José Alberto Pinto Coronado

¿Durante cuántos años estuvieron usufructuando un espacio que es del pueblo? ¿Cuántas veces utilizaron el poder de los medios para aprovecharse de la ignorancia de éstos, para someterlos, manipularlos, invisibilizarlos, marginarlos, discriminarlos? Pudieron hacer grandes negocios aprovechándose de un bien que por legado social debe ser por y para el barrio, el campesino, el obrero, el estudiante.

Los medios se convirtieron en una gallina de los huevos de oro, además de canales para invadir pueblos. Haciéndose él mismo la pregunta, ¿cuándo nos van a invadir?, el Ministro del Poder Popular para la Cultura, MPPC, Héctor Soto, dice: ¡Ya estamos invadidos! Y si no vean y oigan los canales de radio y televisión del país.

Si hablamos de ideologizar, término muy en boga, ¿Cómo se puede llamar todo lo que nos han enviado, a través de los medios, durante tanto tiempo? Series de guerra, telenovelas donde se burlan de los más elementales valores de la familia, comiquitas con alarmantes mensajes subliminales, pornografía, deformación del lenguaje, violencia, desprecio por nuestra cultura, odio y un largo etcétera, que provienen de los más inhumanos departamentos de guerra mediática del imperio, para penetrar la mente de nuestros pueblos y someternos. Sólo que ahora el pueblo está aprendiendo a descifrar esos códigos.

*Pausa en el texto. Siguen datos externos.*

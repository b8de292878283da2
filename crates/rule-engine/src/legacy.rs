//! 旧版自由文本表达式
//!
//! 仅在配置没有结构化文档时使用。表达式以 Rhai 脚本编写，脚本作用域中可见：
//! - `record`：记录上所有白名单字段，以及每个白名单关联的字段表
//! - `data`：过滤器的辅助列表（仅过滤器）
//!
//! 过滤器脚本返回 bool，报表脚本返回 `[label, value]` 数组。
//! 每次调用都会输出弃用警告，任何失败都降级为不匹配或哨兵行。

use rhai::{Array, Dynamic, Engine, Map, Scope, AST};
use serde::{Deserialize, Serialize};
use screening_shared::observability::metrics;
use std::sync::{Arc, LazyLock};
use tracing::{error, warn};

use crate::allowlist::{ALLOWED_ASSOCIATIONS, ALLOWED_FIELDS};
use crate::cache::Memo;
use crate::error::{Result, RuleError};
use crate::pipeline::{error_row, Row};
use crate::record::{association_guarded, read_guarded, FieldValue, Record};

const MAX_OPERATIONS: u64 = 100_000;
const MAX_EXPR_DEPTH: usize = 64;
const MAX_FUNCTION_EXPR_DEPTH: usize = 32;
const MAX_COLLECTION_SIZE: usize = 10_000;

static ENGINE: LazyLock<Engine> = LazyLock::new(|| {
    let mut engine = Engine::new();
    engine.set_max_operations(MAX_OPERATIONS);
    engine.set_max_expr_depths(MAX_EXPR_DEPTH, MAX_FUNCTION_EXPR_DEPTH);
    engine.set_max_string_size(MAX_COLLECTION_SIZE);
    engine.set_max_array_size(MAX_COLLECTION_SIZE);
    engine.set_max_map_size(MAX_COLLECTION_SIZE);
    engine
});

/// 带编译缓存的旧版表达式字段
#[derive(Debug, Clone, Default, Serialize, Deserialize)]
#[serde(from = "Option<String>", into = "Option<String>")]
pub struct LegacyCode {
    source: Option<String>,
    compiled: Memo<std::result::Result<AST, String>>,
}

impl LegacyCode {
    pub fn new(source: Option<String>) -> Self {
        Self {
            source,
            compiled: Memo::new(),
        }
    }

    pub fn source(&self) -> Option<&str> {
        self.source.as_deref()
    }

    /// 重新赋值，同时让编译缓存失效
    pub fn set(&mut self, source: Option<String>) {
        self.source = source;
        self.compiled.invalidate();
    }

    /// 是否有非空白的表达式
    pub fn is_present(&self) -> bool {
        self.source.as_deref().is_some_and(|s| !s.trim().is_empty())
    }

    /// 以过滤器语义执行，失败时返回 false
    pub fn evaluate_filter(&self, record: &dyn Record, list: &[String], config_id: &str) -> bool {
        deprecation_warning("filter", config_id);

        let mut scope = Scope::new();
        scope.push("record", record_map(record));
        scope.push(
            "data",
            list.iter().cloned().map(Dynamic::from).collect::<Array>(),
        );

        let outcome = self.run(&mut scope).and_then(|value| {
            value.as_bool().map_err(|type_name| {
                RuleError::LegacyEvaluationFailure(format!(
                    "filter expression returned {} instead of bool",
                    type_name
                ))
            })
        });

        match outcome {
            Ok(matched) => matched,
            Err(e) => {
                failure(&e, "filter", config_id, record);
                false
            }
        }
    }

    /// 以报表语义执行，失败时返回哨兵行
    pub fn build_row(&self, record: &dyn Record, config_id: &str) -> Row {
        deprecation_warning("report", config_id);

        let mut scope = Scope::new();
        scope.push("record", record_map(record));

        match self.run(&mut scope).and_then(into_row) {
            Ok(row) => row,
            Err(e) => {
                failure(&e, "report", config_id, record);
                error_row()
            }
        }
    }

    fn compiled(&self) -> Arc<std::result::Result<AST, String>> {
        self.compiled.get_or_compute(|| {
            ENGINE
                .compile(self.source.as_deref().unwrap_or_default())
                .map_err(|e| e.to_string())
        })
    }

    fn run(&self, scope: &mut Scope) -> Result<Dynamic> {
        let compiled = self.compiled();
        let ast = compiled
            .as_ref()
            .as_ref()
            .map_err(|e| RuleError::LegacyEvaluationFailure(format!("compile error: {}", e)))?;

        ENGINE
            .eval_ast_with_scope::<Dynamic>(scope, ast)
            .map_err(|e| RuleError::LegacyEvaluationFailure(e.to_string()))
    }
}

impl From<Option<String>> for LegacyCode {
    fn from(source: Option<String>) -> Self {
        Self::new(source)
    }
}

impl From<LegacyCode> for Option<String> {
    fn from(code: LegacyCode) -> Self {
        code.source
    }
}

fn deprecation_warning(kind: &'static str, config_id: &str) {
    warn!(
        config_id = %config_id,
        kind = kind,
        "Deprecated free-text expression evaluated, migrate to a structured document"
    );
    metrics::record_legacy_invocation(kind);
}

fn failure(error: &RuleError, kind: &'static str, config_id: &str, record: &dyn Record) {
    error!(
        config_id = %config_id,
        record_id = %record.record_id(),
        reason = %error,
        "Legacy expression failed, using safe default"
    );
    metrics::record_legacy_failure(kind);
}

/// 脚本返回值转报表行
fn into_row(value: Dynamic) -> Result<Row> {
    let invalid = |what: &str| {
        RuleError::LegacyEvaluationFailure(format!("report expression returned {}", what))
    };

    value
        .into_array()
        .map_err(|type_name| invalid(type_name))?
        .into_iter()
        .map(|pair| {
            let pair = pair.into_array().map_err(|type_name| invalid(type_name))?;
            match pair.as_slice() {
                [label, value] => Ok((display(label), display(value))),
                _ => Err(invalid("a pair without exactly two elements")),
            }
        })
        .collect()
}

fn display(value: &Dynamic) -> String {
    if value.is_unit() {
        String::new()
    } else {
        value.to_string()
    }
}

/// 记录的脚本视图：只暴露白名单字段和白名单关联
fn record_map(record: &dyn Record) -> Map {
    let mut map = fields_map(record);

    for association in ALLOWED_ASSOCIATIONS {
        match association_guarded(record, association) {
            Ok(Some(associated)) => {
                map.insert((*association).into(), Dynamic::from_map(fields_map(associated)));
            }
            Ok(None) => {
                map.insert((*association).into(), Dynamic::UNIT);
            }
            Err(_) => {}
        }
    }

    map
}

fn fields_map(record: &dyn Record) -> Map {
    let mut map = Map::new();
    for field in ALLOWED_FIELDS {
        if let Ok(value) = read_guarded(record, field) {
            map.insert((*field).into(), to_dynamic(value));
        }
    }
    map
}

fn to_dynamic(value: FieldValue) -> Dynamic {
    match value {
        FieldValue::Null => Dynamic::UNIT,
        FieldValue::Bool(b) => Dynamic::from(b),
        FieldValue::Int(i) => Dynamic::from(i),
        FieldValue::Float(f) => Dynamic::from(f),
        FieldValue::Text(s) => Dynamic::from(s),
        other @ (FieldValue::Time(_) | FieldValue::Date(_)) => Dynamic::from(other.to_string()),
    }
}
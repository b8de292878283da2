//! 规则引擎错误类型
//!
//! 除 `ConfigurationInvalid` 外，其余错误都在引擎内部最小范围内被捕获并降级为安全默认值，
//! 调用方只会拿到布尔值或报表行。

use thiserror::Error;

#[derive(Debug, Error)]
pub enum RuleError {
    #[error("配置无效: {}", .0.join("; "))]
    ConfigurationInvalid(Vec<String>),

    #[error("文档格式错误: {0}")]
    MalformedDocument(String),

    #[error("字段读取失败: {field} ({reason})")]
    ExtractionFailure { field: String, reason: String },

    #[error("操作符执行失败: {operator} ({reason})")]
    OperatorFailure { operator: String, reason: String },

    #[error("旧版表达式执行失败: {0}")]
    LegacyEvaluationFailure(String),

    #[error("配置未找到: {0}")]
    ConfigurationNotFound(String),
}

impl RuleError {
    pub(crate) fn extraction(field: impl Into<String>, reason: impl Into<String>) -> Self {
        Self::ExtractionFailure {
            field: field.into(),
            reason: reason.into(),
        }
    }

    pub(crate) fn operator(operator: impl Into<String>, reason: impl Into<String>) -> Self {
        Self::OperatorFailure {
            operator: operator.into(),
            reason: reason.into(),
        }
    }

    /// 指标标签用的简短分类名
    pub fn kind(&self) -> &'static str {
        match self {
            Self::ConfigurationInvalid(_) => "configuration_invalid",
            Self::MalformedDocument(_) => "malformed_document",
            Self::ExtractionFailure { .. } => "extraction_failure",
            Self::OperatorFailure { .. } => "operator_failure",
            Self::LegacyEvaluationFailure(_) => "legacy_evaluation_failure",
            Self::ConfigurationNotFound(_) => "configuration_not_found",
        }
    }
}

pub type Result<T> = std::result::Result<T, RuleError>;
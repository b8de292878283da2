//! 白名单
//!
//! 进程级只读查找表，是配置可表达能力的唯一来源。校验器和执行器查询同一份表，
//! 因此"能通过校验的"与"能被执行的"不会出现分歧。扩展能力只需在此新增一项。

use std::collections::{HashMap, HashSet};
use std::sync::LazyLock;

use crate::operators::Operator;
use crate::transforms::{Format, Transformation};

/// 允许在配置中引用的字段（不含密钥、内部状态等敏感字段）
pub const ALLOWED_FIELDS: &[&str] = &[
    "id",
    "email",
    "first_name",
    "last_name",
    "name",
    "title",
    "company",
    "street",
    "postal_code",
    "city",
    "country",
    "phone",
    "ip_address",
    "user_agent",
    "message",
    "amount",
    "status",
    "source",
    "code",
    "created_at",
    "updated_at",
    "confirmed_at",
];

/// 允许作为两段式路径首段的关联
pub const ALLOWED_ASSOCIATIONS: &[&str] = &["organization", "campaign", "address", "contact"];

static ALLOW_LIST: LazyLock<AllowList> = LazyLock::new(AllowList::build);

/// 获取全局白名单
pub fn allow_list() -> &'static AllowList {
    &ALLOW_LIST
}

/// 白名单查找表
#[derive(Debug)]
pub struct AllowList {
    fields: HashSet<&'static str>,
    associations: HashSet<&'static str>,
    operators: HashMap<&'static str, Operator>,
    transformations: HashMap<&'static str, Transformation>,
    formats: HashMap<&'static str, Format>,
}

impl AllowList {
    fn build() -> Self {
        Self {
            fields: ALLOWED_FIELDS.iter().copied().collect(),
            associations: ALLOWED_ASSOCIATIONS.iter().copied().collect(),
            operators: Operator::ALL.iter().map(|op| (op.name(), *op)).collect(),
            transformations: Transformation::ALL
                .iter()
                .map(|t| (t.name(), *t))
                .collect(),
            formats: Format::ALL.iter().map(|f| (f.name(), *f)).collect(),
        }
    }

    pub fn is_field_allowed(&self, name: &str) -> bool {
        self.fields.contains(name)
    }

    pub fn is_association_allowed(&self, name: &str) -> bool {
        self.associations.contains(name)
    }

    pub fn operator(&self, name: &str) -> Option<Operator> {
        self.operators.get(name).copied()
    }

    pub fn transformation(&self, name: &str) -> Option<Transformation> {
        self.transformations.get(name).copied()
    }

    pub fn format(&self, name: &str) -> Option<Format> {
        self.formats.get(name).copied()
    }
}

#[cfg(test)]
mod tests {
    use super::*;

    #[test]
    fn test_tables_cover_every_variant() {
        let list = allow_list();
        for op in Operator::ALL {
            assert_eq!(list.operator(op.name()), Some(op));
        }
        for t in Transformation::ALL {
            assert_eq!(list.transformation(t.name()), Some(t));
        }
        for f in Format::ALL {
            assert_eq!(list.format(f.name()), Some(f));
        }
    }

    #[test]
    fn test_rejects_unknown_names() {
        let list = allow_list();
        assert!(list.is_field_allowed("postal_code"));
        assert!(!list.is_field_allowed("password_digest"));
        assert!(!list.is_field_allowed("destroy"));
        assert!(list.operator("eval").is_none());
        assert!(list.transformation("system").is_none());
        assert!(list.format("yaml").is_none());
        assert!(list.is_association_allowed("organization"));
        assert!(!list.is_association_allowed("users"));
    }
}
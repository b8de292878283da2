//! 日志初始化
//!
//! 基于 tracing-subscriber 构建日志层，支持人类可读与 JSON 两种输出。

use anyhow::Result;
use tracing_subscriber::{
    fmt::{self, format::FmtSpan},
    layer::SubscriberExt,
    util::SubscriberInitExt,
    EnvFilter, Layer,
};

use super::ObservabilityConfig;

/// 初始化 tracing subscriber
///
/// 日志写入 stderr，避免与命令行工具的标准输出混在一起。
pub fn init(config: &ObservabilityConfig) -> Result<()> {
    // 构建环境过滤器
    let env_filter = EnvFilter::try_from_default_env()
        .or_else(|_| EnvFilter::try_new(&config.log_level))
        .unwrap_or_else(|_| EnvFilter::new("info"));

    // 构建日志层
    let fmt_layer = if config.json_logs {
        fmt::layer()
            .json()
            .with_span_events(FmtSpan::CLOSE)
            .with_target(true)
            .with_thread_ids(true)
            .with_writer(std::io::stderr)
            .boxed()
    } else {
        fmt::layer()
            .with_target(true)
            .with_thread_ids(false)
            .with_ansi(true)
            .with_writer(std::io::stderr)
            .boxed()
    };

    tracing_subscriber::registry()
        .with(env_filter)
        .with(fmt_layer)
        .try_init()?;

    Ok(())
}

Estos espacios fueron asaltados a las masas populares para cometer los más variados delitos, siempre con el fin del lucro capitalista: tráfico de influencias con fines comerciales, payola, palangre.

¿Cuántos personajes del pueblo quedaron anónimos, porque nunca se les tomó en cuenta?, ¿Cuántas iniciativas populares quedaron sin desarrollarse por falta de divulgación? ¿Cuántas causas se perdieron por carencia de apoyo comunicacional? Quedan muchas preguntas por hacer en esta búsqueda de respuestas. El pueblo necesita ser protagonista de su propia historia, no que la historia sea vista con el rabo del ojo y acomodada al criterio de algunos. El momento de los pueblos es ahora. Solicitemos el espectro radioeléctrico a quienes lo usufructuaron durante tanto tiempo.